→ **Material provided**:
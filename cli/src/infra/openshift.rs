//! OpenShift broker REST client: implements the platform ports.
//!
//! Talks to `https://<server>/broker/rest` with HTTP basic auth. Every broker
//! reply is wrapped in the same envelope:
//!
//! ```json
//! { "status": "ok", "data": { ... }, "messages": [ { "text": "..." } ] }
//! ```
//!
//! Message texts are kept as creation logs and used in error messages.

use std::future::Future;
use std::time::Duration;

use anyhow::{Context, Result};
use reqwest::{Client, Method, RequestBuilder, StatusCode, header};
use serde::de::DeserializeOwned;
use serde::{Deserialize, Serialize};

use crate::application::ports::{PlatformConnector, PlatformSession};
use crate::domain::EnableCiError;
use crate::domain::platform::{
    Account, Application, Cartridge, Credentials, Domain, EmbeddableCartridge, EmbeddedCapability,
    RegisteredKey,
};
use crate::domain::ssh::SshPublicKey;

/// Per-request timeout for broker calls. Application creation is slow.
const REQUEST_TIMEOUT: Duration = Duration::from_secs(300);

/// Delay between reachability attempts.
const POLL_INTERVAL: Duration = Duration::from_secs(2);

/// Per-attempt timeout for a reachability request.
const PROBE_REQUEST_TIMEOUT: Duration = Duration::from_secs(10);

/// Builds the REST root for a broker host or URL.
#[must_use]
pub fn broker_base(endpoint: &str) -> String {
    let endpoint = endpoint.trim().trim_end_matches('/');
    let root = if endpoint.starts_with("http://") || endpoint.starts_with("https://") {
        endpoint.to_string()
    } else {
        format!("https://{endpoint}")
    };
    if root.ends_with("/broker/rest") {
        root
    } else {
        format!("{root}/broker/rest")
    }
}

/// Whether an HTTP status from an application URL means it is serving.
///
/// A 404 or any 5xx is what the platform's proxy answers while the gear is
/// still starting.
#[must_use]
pub fn is_reachable(status: StatusCode) -> bool {
    status != StatusCode::NOT_FOUND && !status.is_server_error()
}

// ── Wire types ───────────────────────────────────────────────────────────────

#[derive(Debug, Deserialize)]
struct Envelope<T> {
    data: Option<T>,
    #[serde(default)]
    messages: Vec<Message>,
}

#[derive(Debug, Deserialize)]
struct Message {
    #[serde(default)]
    text: Option<String>,
}

fn join_messages(messages: &[Message]) -> Option<String> {
    let texts: Vec<&str> = messages
        .iter()
        .filter_map(|m| m.text.as_deref())
        .map(str::trim)
        .filter(|t| !t.is_empty())
        .collect();
    (!texts.is_empty()).then(|| texts.join("\n"))
}

#[derive(Debug, Deserialize)]
struct UserData {
    login: String,
}

/// Older brokers name the domain `id`, newer ones send both.
#[derive(Debug, Deserialize)]
struct DomainData {
    #[serde(default)]
    id: Option<String>,
    #[serde(default)]
    name: Option<String>,
}

impl DomainData {
    fn into_domain(self) -> Option<Domain> {
        self.name.or(self.id).map(|name| Domain { name })
    }
}

#[derive(Debug, Deserialize)]
struct ApplicationData {
    name: String,
    framework: String,
    #[serde(default)]
    git_url: String,
    #[serde(default)]
    app_url: String,
}

impl ApplicationData {
    fn into_application(self, creation_log: Option<String>) -> Application {
        Application {
            name: self.name,
            cartridge: Cartridge::from(self.framework),
            git_url: self.git_url,
            app_url: self.app_url,
            creation_log,
        }
    }
}

#[derive(Debug, Deserialize)]
struct CartridgeData {
    name: String,
    #[serde(default, rename = "type")]
    kind: Option<String>,
    #[serde(default)]
    url: Option<String>,
    #[serde(default)]
    properties: Vec<PropertyData>,
}

#[derive(Debug, Deserialize)]
struct PropertyData {
    name: String,
    #[serde(default)]
    value: Option<String>,
}

impl CartridgeData {
    fn into_capability(self, creation_log: Option<String>) -> EmbeddedCapability {
        let url = self.url.or_else(|| {
            self.properties
                .into_iter()
                .find(|p| p.name.ends_with("_url"))
                .and_then(|p| p.value)
        });
        EmbeddedCapability {
            cartridge: EmbeddableCartridge::from(self.name),
            url,
            creation_log,
        }
    }
}

#[derive(Debug, Deserialize)]
struct KeyData {
    name: String,
    #[serde(rename = "type")]
    key_type: String,
    content: String,
}

impl From<KeyData> for RegisteredKey {
    fn from(k: KeyData) -> Self {
        Self {
            name: k.name,
            key_type: k.key_type,
            content: k.content,
        }
    }
}

#[derive(Serialize)]
struct CreateDomain<'a> {
    id: &'a str,
    name: &'a str,
}

#[derive(Serialize)]
struct CreateApplication<'a> {
    name: &'a str,
    cartridge: &'a str,
}

#[derive(Serialize)]
struct EmbedCartridge<'a> {
    name: &'a str,
}

#[derive(Serialize)]
struct AddKey<'a> {
    name: &'a str,
    #[serde(rename = "type")]
    key_type: &'a str,
    content: &'a str,
}

/// Decoded `data` plus the joined message texts.
struct Reply<T> {
    data: T,
    log: Option<String>,
}

// ── Connector ────────────────────────────────────────────────────────────────

/// Opens [`BrokerSession`]s.
pub struct BrokerConnector;

impl PlatformConnector for BrokerConnector {
    type Session = BrokerSession;

    async fn connect(
        &self,
        client_id: &str,
        credentials: &Credentials,
        endpoint: &str,
    ) -> Result<BrokerSession> {
        let mut headers = header::HeaderMap::new();
        headers.insert(
            header::ACCEPT,
            header::HeaderValue::from_static("application/json"),
        );
        let http = Client::builder()
            .user_agent(client_id)
            .default_headers(headers)
            .timeout(REQUEST_TIMEOUT)
            .build()
            .context("building HTTP client")?;

        let session = BrokerSession {
            http,
            base: broker_base(endpoint),
            credentials: credentials.clone(),
        };
        tracing::debug!(base = %session.base, "probing broker api");
        session
            .call::<serde_json::Value>(session.request(Method::GET, "/api"), "GET /api")
            .await?;
        Ok(session)
    }
}

// ── Session ──────────────────────────────────────────────────────────────────

/// An authenticated broker session. Cheap to clone.
#[derive(Clone)]
pub struct BrokerSession {
    http: Client,
    base: String,
    credentials: Credentials,
}

impl BrokerSession {
    fn request(&self, method: Method, path: &str) -> RequestBuilder {
        self.http
            .request(method, format!("{}{path}", self.base))
            .basic_auth(&self.credentials.user, Some(&self.credentials.password))
    }

    async fn get<T: DeserializeOwned>(&self, path: &str) -> Result<Reply<T>> {
        self.call(self.request(Method::GET, path), &format!("GET {path}"))
            .await
    }

    async fn post<T: DeserializeOwned, B: Serialize + ?Sized>(
        &self,
        path: &str,
        body: &B,
    ) -> Result<Reply<T>> {
        self.call(
            self.request(Method::POST, path).json(body),
            &format!("POST {path}"),
        )
        .await
    }

    async fn call<T: DeserializeOwned>(&self, req: RequestBuilder, what: &str) -> Result<Reply<T>> {
        tracing::debug!(request = what, "broker call");
        let response = req
            .send()
            .await
            .map_err(|e| EnableCiError::Upstream(format!("{what}: {e}")))?;
        let status = response.status();
        let body = response
            .text()
            .await
            .map_err(|e| EnableCiError::Upstream(format!("{what}: reading response: {e}")))?;

        if status == StatusCode::UNAUTHORIZED {
            return Err(EnableCiError::Upstream(format!(
                "authentication failed for user {}",
                self.credentials.user
            ))
            .into());
        }
        if !status.is_success() {
            let detail = serde_json::from_str::<Envelope<serde_json::Value>>(&body)
                .ok()
                .and_then(|e| join_messages(&e.messages))
                .unwrap_or_else(|| body.trim().to_string());
            return Err(EnableCiError::Upstream(format!("{what} failed ({status}): {detail}")).into());
        }

        let envelope: Envelope<T> = serde_json::from_str(&body)
            .map_err(|e| EnableCiError::Upstream(format!("{what}: unexpected response: {e}")))?;
        let log = join_messages(&envelope.messages);
        let data = envelope
            .data
            .ok_or_else(|| EnableCiError::Upstream(format!("{what}: response carried no data")))?;
        Ok(Reply { data, log })
    }
}

impl PlatformSession for BrokerSession {
    async fn current_user(&self) -> Result<Account> {
        let reply: Reply<UserData> = self.get("/user").await?;
        Ok(Account {
            login: reply.data.login,
        })
    }

    async fn default_domain(&self) -> Result<Option<Domain>> {
        let reply: Reply<Vec<DomainData>> = self.get("/domains").await?;
        Ok(reply.data.into_iter().find_map(DomainData::into_domain))
    }

    async fn create_domain(&self, name: &str) -> Result<Domain> {
        let reply: Reply<DomainData> = self
            .post("/domains", &CreateDomain { id: name, name })
            .await?;
        Ok(reply.data.into_domain().unwrap_or_else(|| Domain {
            name: name.to_string(),
        }))
    }

    async fn applications(&self, domain: &Domain) -> Result<Vec<Application>> {
        let reply: Reply<Vec<ApplicationData>> = self
            .get(&format!("/domain/{}/applications", domain.name))
            .await?;
        Ok(reply
            .data
            .into_iter()
            .map(|a| a.into_application(None))
            .collect())
    }

    async fn create_application(
        &self,
        domain: &Domain,
        name: &str,
        cartridge: &Cartridge,
    ) -> Result<Application> {
        let reply: Reply<ApplicationData> = self
            .post(
                &format!("/domain/{}/applications", domain.name),
                &CreateApplication {
                    name,
                    cartridge: cartridge.as_str(),
                },
            )
            .await?;
        Ok(reply.data.into_application(reply.log))
    }

    fn wait_until_reachable(
        &self,
        application: &Application,
        timeout: Duration,
    ) -> impl Future<Output = Result<bool>> + Send {
        let http = self.http.clone();
        let url = application.app_url.clone();
        async move {
            if url.is_empty() {
                return Ok(false);
            }
            let deadline = tokio::time::Instant::now() + timeout;
            loop {
                match http.get(&url).timeout(PROBE_REQUEST_TIMEOUT).send().await {
                    Ok(resp) if is_reachable(resp.status()) => return Ok(true),
                    Ok(resp) => tracing::debug!(%url, status = %resp.status(), "not reachable yet"),
                    Err(e) => tracing::debug!(%url, error = %e, "not reachable yet"),
                }
                if tokio::time::Instant::now() + POLL_INTERVAL >= deadline {
                    return Ok(false);
                }
                tokio::time::sleep(POLL_INTERVAL).await;
            }
        }
    }

    async fn embedded_capability(
        &self,
        domain: &Domain,
        application: &Application,
        cartridge: &EmbeddableCartridge,
    ) -> Result<Option<EmbeddedCapability>> {
        let reply: Reply<Vec<CartridgeData>> = self
            .get(&format!(
                "/domain/{}/application/{}/cartridges",
                domain.name, application.name
            ))
            .await?;
        Ok(reply
            .data
            .into_iter()
            .filter(|c| c.kind.as_deref().is_none_or(|k| k == "embedded"))
            .find(|c| c.name == cartridge.as_str())
            .map(|c| c.into_capability(None)))
    }

    async fn add_embedded_capability(
        &self,
        domain: &Domain,
        application: &Application,
        cartridge: &EmbeddableCartridge,
    ) -> Result<EmbeddedCapability> {
        let reply: Reply<CartridgeData> = self
            .post(
                &format!(
                    "/domain/{}/application/{}/cartridges",
                    domain.name, application.name
                ),
                &EmbedCartridge {
                    name: cartridge.as_str(),
                },
            )
            .await?;
        Ok(reply.data.into_capability(reply.log))
    }

    async fn ssh_keys(&self) -> Result<Vec<RegisteredKey>> {
        let reply: Reply<Vec<KeyData>> = self.get("/user/keys").await?;
        Ok(reply.data.into_iter().map(RegisteredKey::from).collect())
    }

    async fn add_ssh_key(&self, name: &str, key: &SshPublicKey) -> Result<RegisteredKey> {
        let reply: Reply<KeyData> = self
            .post(
                "/user/keys",
                &AddKey {
                    name,
                    key_type: &key.key_type,
                    content: &key.content,
                },
            )
            .await?;
        Ok(reply.data.into())
    }
}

→ **Work item**: Show all lines in the entries above where the word "framework" appears.

→ **Response box**:
    framework: String,
            cartridge: Cartridge::from(self.framework),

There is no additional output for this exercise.